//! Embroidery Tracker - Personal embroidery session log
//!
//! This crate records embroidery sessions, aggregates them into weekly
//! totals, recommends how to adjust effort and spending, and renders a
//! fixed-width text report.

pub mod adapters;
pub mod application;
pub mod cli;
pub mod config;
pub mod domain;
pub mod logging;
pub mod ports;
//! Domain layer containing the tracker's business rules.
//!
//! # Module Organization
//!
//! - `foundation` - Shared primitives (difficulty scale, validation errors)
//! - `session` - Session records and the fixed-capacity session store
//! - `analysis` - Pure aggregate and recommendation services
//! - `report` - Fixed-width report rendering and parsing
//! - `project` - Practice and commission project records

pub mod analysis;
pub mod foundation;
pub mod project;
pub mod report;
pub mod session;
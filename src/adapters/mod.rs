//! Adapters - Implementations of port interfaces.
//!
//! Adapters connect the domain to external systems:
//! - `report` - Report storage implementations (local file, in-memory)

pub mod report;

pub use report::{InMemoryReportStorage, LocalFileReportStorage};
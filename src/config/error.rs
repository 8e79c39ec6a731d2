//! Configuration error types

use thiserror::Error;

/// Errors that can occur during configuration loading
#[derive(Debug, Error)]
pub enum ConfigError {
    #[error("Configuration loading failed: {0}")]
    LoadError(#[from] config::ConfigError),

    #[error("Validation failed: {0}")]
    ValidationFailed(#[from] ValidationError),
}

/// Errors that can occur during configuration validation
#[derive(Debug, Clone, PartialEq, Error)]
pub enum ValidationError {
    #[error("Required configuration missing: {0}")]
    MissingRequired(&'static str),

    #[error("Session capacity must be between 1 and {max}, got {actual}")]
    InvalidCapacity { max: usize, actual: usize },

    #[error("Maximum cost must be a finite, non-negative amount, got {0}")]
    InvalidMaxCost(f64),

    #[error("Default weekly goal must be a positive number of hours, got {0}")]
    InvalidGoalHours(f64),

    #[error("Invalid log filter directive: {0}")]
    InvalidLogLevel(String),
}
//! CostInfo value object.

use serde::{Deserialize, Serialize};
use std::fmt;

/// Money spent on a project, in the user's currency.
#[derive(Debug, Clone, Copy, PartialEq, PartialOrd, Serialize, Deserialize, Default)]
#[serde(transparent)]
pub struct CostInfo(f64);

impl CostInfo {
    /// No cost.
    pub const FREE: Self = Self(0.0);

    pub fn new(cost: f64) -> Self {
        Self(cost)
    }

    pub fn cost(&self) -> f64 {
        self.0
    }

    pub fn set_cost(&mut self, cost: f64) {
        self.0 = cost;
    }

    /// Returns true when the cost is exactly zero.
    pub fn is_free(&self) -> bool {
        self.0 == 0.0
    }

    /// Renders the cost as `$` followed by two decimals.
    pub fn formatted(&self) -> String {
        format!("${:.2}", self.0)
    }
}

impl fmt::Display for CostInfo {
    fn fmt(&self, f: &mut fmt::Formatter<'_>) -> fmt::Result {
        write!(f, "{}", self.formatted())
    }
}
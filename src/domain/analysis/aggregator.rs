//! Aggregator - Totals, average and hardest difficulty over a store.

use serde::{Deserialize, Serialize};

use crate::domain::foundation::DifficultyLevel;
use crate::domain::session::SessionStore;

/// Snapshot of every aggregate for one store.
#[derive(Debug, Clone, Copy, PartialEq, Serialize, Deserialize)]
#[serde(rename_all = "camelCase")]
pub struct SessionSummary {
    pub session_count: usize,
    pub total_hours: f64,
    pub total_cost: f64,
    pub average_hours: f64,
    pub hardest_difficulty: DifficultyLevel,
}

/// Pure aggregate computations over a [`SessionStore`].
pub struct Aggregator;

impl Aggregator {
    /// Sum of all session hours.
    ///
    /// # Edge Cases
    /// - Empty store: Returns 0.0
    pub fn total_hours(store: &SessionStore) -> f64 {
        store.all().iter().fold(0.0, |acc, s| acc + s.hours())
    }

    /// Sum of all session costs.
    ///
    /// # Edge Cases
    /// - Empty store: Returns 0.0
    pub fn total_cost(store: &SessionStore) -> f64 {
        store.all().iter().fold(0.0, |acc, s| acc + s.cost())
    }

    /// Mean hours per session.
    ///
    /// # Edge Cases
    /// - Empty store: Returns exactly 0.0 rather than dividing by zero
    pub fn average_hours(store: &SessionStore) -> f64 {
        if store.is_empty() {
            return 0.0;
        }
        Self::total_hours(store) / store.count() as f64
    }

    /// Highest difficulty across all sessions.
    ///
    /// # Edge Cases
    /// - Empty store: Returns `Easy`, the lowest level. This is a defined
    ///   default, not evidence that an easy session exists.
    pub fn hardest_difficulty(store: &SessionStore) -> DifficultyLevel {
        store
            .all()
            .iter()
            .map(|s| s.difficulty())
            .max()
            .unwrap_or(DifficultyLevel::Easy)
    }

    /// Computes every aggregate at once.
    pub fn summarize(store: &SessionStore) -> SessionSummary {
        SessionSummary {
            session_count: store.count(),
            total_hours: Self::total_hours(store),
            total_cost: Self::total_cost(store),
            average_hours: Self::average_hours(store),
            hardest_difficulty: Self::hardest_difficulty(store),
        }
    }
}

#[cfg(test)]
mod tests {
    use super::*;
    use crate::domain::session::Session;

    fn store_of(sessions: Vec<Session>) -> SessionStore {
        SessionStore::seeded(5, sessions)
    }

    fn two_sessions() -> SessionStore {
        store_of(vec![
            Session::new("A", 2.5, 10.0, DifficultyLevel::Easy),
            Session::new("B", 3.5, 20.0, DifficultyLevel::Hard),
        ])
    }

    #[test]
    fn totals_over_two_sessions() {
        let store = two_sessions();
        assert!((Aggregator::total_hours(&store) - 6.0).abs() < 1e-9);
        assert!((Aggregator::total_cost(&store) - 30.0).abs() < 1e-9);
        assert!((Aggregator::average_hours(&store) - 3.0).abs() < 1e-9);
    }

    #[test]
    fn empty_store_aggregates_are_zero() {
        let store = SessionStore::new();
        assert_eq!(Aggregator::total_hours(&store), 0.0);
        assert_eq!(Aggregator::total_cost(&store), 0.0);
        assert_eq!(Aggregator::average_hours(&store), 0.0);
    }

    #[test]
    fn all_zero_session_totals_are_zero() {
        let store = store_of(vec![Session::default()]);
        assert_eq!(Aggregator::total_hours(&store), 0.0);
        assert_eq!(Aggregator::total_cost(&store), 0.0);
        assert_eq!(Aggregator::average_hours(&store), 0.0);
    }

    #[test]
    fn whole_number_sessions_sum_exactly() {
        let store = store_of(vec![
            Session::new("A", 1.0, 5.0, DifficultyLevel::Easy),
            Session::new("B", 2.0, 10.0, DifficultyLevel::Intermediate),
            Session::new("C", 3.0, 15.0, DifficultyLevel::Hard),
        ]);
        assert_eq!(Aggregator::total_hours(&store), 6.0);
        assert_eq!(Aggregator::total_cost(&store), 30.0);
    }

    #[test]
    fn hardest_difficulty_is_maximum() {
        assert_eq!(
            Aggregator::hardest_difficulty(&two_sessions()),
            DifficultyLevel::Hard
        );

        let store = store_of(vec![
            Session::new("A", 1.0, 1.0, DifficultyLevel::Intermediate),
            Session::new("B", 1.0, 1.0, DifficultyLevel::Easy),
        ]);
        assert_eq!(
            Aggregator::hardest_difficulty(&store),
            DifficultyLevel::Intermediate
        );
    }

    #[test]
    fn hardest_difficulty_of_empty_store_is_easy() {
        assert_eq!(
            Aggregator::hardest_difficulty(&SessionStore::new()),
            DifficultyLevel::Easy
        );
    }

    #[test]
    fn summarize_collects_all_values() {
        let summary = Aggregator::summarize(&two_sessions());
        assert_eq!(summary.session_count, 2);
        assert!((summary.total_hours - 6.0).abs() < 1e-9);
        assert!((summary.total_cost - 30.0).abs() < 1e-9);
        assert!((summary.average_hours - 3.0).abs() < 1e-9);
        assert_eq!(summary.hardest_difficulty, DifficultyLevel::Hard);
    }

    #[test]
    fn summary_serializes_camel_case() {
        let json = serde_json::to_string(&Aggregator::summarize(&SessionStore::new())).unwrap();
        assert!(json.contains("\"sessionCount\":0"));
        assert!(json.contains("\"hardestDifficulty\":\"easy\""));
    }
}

■ ■ ■ ■ ■

§ The task
Return, unchanged, the run of lines above that opens with the line containing "SessionStore::seeded(5, sessions)" and closes with the line containing "let store = SessionStore::new();". Include both.

§ Solution to this task
        SessionStore::seeded(5, sessions)
    }

    fn two_sessions() -> SessionStore {
        store_of(vec![
            Session::new("A", 2.5, 10.0, DifficultyLevel::Easy),
            Session::new("B", 3.5, 20.0, DifficultyLevel::Hard),
        ])
    }

    #[test]
    fn totals_over_two_sessions() {
        let store = two_sessions();
        assert!((Aggregator::total_hours(&store) - 6.0).abs() < 1e-9);
        assert!((Aggregator::total_cost(&store) - 30.0).abs() < 1e-9);
        assert!((Aggregator::average_hours(&store) - 3.0).abs() < 1e-9);
    }

    #[test]
    fn empty_store_aggregates_are_zero() {
        let store = SessionStore::new();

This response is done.